Work to complete :: Your answer should be one number: how many lines of the data include the string "sqrt"?

Records excerpted from a collection
--------------------
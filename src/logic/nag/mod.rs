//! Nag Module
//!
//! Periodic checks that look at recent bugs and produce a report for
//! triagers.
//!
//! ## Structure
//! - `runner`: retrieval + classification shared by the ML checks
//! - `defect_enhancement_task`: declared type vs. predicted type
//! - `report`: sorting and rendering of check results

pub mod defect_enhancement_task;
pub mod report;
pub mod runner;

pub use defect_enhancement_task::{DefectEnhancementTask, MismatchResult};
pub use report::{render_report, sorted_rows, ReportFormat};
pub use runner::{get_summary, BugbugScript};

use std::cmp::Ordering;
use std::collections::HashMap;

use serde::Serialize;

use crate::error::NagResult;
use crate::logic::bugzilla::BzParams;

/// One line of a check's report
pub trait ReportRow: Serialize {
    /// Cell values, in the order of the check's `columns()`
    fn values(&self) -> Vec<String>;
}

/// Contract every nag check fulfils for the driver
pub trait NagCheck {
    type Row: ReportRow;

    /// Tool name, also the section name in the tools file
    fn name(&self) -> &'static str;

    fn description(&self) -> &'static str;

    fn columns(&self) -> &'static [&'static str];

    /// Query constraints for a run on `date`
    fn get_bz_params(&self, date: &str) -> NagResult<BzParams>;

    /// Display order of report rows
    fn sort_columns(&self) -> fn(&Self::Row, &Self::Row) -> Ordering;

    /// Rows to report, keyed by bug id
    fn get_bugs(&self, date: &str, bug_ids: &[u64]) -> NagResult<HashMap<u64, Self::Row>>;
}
--------------------
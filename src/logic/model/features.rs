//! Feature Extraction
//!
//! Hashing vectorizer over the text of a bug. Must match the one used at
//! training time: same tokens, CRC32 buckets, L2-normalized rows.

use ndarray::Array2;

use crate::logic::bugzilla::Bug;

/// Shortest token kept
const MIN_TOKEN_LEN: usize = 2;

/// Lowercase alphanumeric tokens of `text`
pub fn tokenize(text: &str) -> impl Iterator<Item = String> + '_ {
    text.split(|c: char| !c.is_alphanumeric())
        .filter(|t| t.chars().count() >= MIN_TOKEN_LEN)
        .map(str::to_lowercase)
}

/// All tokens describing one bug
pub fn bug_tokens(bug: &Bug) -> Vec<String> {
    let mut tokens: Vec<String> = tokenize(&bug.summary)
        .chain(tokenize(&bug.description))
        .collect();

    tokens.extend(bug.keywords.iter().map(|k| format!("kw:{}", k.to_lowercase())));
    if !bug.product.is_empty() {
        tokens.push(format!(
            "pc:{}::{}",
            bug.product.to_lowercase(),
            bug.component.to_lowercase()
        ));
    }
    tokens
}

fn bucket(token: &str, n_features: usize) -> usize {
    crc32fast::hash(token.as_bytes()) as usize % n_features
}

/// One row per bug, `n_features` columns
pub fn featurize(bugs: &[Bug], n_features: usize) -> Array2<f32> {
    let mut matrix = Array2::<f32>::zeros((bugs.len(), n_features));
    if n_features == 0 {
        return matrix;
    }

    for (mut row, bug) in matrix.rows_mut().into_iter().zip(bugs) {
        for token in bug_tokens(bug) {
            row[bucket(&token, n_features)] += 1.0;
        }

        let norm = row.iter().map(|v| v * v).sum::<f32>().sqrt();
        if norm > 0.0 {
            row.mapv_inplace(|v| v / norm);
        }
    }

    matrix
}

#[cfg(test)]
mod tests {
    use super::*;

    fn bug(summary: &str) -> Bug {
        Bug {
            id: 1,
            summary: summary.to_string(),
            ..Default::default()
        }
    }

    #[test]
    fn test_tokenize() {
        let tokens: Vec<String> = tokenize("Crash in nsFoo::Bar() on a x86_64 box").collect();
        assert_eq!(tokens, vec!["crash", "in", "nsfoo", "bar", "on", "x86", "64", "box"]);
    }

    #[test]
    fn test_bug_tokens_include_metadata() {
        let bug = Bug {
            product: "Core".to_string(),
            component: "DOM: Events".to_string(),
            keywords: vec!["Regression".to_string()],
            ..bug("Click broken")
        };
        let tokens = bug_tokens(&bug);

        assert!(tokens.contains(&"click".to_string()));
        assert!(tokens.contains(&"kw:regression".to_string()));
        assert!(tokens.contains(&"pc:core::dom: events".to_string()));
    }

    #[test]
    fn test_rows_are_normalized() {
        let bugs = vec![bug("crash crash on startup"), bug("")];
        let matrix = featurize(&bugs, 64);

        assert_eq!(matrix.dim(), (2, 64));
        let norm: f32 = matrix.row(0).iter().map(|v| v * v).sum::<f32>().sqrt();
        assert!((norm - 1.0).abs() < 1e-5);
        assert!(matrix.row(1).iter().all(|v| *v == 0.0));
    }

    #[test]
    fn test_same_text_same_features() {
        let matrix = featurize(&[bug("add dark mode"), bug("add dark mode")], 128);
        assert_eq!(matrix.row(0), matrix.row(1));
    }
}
--------------------
Response below :: 2